(Stored items)
= = = = =
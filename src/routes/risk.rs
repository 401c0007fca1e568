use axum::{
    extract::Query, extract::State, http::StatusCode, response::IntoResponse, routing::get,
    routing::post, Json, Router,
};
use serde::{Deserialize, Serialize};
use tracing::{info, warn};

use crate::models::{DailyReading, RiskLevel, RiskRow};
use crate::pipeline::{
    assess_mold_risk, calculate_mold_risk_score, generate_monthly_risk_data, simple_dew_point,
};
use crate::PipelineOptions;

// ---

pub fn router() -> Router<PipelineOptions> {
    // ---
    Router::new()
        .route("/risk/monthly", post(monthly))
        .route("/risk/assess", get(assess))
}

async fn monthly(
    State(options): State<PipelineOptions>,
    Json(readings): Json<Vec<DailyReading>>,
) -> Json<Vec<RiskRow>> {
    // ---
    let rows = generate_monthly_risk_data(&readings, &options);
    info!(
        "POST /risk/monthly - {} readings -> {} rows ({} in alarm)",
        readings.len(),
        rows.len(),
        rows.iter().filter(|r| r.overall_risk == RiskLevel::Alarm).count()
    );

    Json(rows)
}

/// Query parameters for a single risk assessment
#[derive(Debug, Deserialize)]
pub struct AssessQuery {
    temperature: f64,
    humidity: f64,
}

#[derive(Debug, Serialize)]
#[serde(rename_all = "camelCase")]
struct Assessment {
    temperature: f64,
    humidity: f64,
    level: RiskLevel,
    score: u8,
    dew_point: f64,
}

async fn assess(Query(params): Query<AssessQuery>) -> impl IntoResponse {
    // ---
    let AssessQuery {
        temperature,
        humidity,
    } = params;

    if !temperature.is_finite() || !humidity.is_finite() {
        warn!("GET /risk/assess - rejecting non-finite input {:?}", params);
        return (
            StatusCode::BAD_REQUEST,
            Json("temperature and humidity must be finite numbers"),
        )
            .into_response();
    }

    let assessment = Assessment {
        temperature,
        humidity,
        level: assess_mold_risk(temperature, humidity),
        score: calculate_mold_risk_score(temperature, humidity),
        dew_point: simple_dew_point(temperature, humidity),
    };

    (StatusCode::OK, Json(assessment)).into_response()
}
= = = = =
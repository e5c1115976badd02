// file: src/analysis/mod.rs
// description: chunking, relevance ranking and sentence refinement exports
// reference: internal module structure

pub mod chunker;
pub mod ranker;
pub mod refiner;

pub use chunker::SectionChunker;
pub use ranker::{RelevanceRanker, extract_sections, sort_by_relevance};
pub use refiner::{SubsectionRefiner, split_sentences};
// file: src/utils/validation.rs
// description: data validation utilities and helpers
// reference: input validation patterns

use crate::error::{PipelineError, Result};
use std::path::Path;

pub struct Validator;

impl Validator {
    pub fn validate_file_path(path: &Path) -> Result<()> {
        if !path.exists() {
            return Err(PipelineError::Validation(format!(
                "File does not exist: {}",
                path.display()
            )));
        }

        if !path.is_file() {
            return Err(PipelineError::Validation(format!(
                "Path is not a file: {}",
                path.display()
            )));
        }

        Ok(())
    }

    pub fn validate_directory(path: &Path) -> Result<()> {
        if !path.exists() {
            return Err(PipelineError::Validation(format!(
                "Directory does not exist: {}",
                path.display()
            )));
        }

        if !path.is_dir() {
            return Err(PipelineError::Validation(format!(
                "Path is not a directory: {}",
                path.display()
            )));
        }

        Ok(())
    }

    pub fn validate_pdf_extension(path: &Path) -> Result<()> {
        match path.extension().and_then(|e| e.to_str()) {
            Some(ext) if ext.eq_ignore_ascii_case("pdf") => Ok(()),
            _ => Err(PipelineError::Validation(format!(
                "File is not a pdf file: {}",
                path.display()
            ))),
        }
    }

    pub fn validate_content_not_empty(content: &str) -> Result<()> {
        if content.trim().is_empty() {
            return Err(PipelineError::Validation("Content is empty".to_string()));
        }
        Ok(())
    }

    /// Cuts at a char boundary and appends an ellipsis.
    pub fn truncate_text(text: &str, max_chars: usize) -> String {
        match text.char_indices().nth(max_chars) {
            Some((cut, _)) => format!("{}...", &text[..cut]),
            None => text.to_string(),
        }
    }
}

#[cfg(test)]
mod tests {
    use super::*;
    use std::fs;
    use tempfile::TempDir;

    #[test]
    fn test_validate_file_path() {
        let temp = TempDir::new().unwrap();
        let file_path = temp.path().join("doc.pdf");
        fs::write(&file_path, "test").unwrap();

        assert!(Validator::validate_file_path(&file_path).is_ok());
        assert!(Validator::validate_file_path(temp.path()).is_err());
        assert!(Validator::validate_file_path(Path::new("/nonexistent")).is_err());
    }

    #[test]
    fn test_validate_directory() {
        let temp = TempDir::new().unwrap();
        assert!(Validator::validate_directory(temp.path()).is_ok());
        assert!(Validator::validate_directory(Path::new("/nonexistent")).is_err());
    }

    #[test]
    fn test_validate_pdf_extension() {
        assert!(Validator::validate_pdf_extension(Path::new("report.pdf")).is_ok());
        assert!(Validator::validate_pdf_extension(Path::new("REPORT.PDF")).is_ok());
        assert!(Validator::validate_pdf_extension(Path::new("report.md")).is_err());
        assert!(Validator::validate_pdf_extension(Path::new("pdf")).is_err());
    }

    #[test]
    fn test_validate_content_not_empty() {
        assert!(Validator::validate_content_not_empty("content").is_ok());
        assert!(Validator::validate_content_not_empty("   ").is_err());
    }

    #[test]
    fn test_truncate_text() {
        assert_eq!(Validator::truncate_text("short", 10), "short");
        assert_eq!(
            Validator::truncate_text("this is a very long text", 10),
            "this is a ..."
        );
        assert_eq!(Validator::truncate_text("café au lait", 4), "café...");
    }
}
= = = = =
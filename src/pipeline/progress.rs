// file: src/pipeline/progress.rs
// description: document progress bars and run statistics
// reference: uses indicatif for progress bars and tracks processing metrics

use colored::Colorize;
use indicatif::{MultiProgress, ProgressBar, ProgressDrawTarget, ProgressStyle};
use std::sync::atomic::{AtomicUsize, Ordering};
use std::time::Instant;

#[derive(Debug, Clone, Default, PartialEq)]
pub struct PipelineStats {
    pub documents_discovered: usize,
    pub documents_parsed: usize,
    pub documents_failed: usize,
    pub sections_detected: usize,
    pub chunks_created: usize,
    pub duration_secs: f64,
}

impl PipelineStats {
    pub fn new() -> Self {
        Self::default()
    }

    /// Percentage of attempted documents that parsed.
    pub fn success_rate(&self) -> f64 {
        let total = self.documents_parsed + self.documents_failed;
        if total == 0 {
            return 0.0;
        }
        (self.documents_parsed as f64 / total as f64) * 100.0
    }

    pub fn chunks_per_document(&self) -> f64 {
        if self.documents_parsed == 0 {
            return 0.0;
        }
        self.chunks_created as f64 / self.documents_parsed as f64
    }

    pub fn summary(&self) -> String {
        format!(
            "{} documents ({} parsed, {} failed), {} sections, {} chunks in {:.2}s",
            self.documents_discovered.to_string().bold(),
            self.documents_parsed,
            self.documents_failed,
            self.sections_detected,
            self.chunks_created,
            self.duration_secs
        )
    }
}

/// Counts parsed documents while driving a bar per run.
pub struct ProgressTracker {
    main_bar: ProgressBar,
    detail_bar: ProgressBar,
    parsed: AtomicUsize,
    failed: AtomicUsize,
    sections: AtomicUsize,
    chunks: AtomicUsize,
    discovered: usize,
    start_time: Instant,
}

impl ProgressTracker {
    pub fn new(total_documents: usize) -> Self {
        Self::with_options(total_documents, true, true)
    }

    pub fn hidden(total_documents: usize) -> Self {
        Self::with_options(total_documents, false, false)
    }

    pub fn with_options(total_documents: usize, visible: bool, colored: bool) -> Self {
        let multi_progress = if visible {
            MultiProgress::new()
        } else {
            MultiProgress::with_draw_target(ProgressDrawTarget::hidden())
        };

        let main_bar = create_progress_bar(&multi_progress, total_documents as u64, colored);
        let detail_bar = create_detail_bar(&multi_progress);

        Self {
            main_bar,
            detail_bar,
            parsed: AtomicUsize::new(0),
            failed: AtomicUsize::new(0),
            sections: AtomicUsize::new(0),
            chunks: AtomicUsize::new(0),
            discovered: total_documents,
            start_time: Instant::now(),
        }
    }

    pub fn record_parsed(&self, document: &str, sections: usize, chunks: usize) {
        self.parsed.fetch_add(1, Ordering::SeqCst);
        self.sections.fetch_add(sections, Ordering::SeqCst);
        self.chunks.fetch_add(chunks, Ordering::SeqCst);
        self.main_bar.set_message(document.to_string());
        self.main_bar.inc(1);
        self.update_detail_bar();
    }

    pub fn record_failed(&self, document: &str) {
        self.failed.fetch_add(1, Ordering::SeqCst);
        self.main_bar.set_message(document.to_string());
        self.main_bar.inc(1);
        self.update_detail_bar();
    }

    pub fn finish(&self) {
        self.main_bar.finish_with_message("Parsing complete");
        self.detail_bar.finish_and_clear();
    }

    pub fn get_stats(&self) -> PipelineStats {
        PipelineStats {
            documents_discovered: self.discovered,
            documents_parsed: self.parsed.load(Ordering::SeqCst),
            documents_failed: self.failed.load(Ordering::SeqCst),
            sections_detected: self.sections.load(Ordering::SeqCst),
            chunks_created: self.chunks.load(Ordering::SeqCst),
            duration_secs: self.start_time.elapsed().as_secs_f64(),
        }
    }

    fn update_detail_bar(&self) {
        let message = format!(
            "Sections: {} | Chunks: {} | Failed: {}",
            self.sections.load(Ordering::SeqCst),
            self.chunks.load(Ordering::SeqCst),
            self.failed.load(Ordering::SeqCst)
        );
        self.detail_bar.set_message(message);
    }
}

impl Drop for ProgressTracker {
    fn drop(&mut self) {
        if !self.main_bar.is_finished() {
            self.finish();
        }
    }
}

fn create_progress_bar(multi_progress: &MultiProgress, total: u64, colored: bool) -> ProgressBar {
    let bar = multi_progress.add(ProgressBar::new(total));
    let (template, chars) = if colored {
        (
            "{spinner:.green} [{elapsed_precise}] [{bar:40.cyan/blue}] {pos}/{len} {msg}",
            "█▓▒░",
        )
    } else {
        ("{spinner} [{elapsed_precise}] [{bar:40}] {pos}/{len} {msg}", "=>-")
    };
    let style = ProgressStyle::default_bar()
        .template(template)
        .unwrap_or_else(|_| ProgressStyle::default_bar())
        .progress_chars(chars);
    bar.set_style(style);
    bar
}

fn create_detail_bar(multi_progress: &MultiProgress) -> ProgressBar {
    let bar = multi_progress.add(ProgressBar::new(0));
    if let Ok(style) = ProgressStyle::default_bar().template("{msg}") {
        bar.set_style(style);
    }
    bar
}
= = = = =
Wherever "Debug" turns up in the records, copy the whole line.

#[derive(Debug, Deserialize)]
#[derive(Debug, Serialize)]
#[derive(Debug, Clone, Default, PartialEq)]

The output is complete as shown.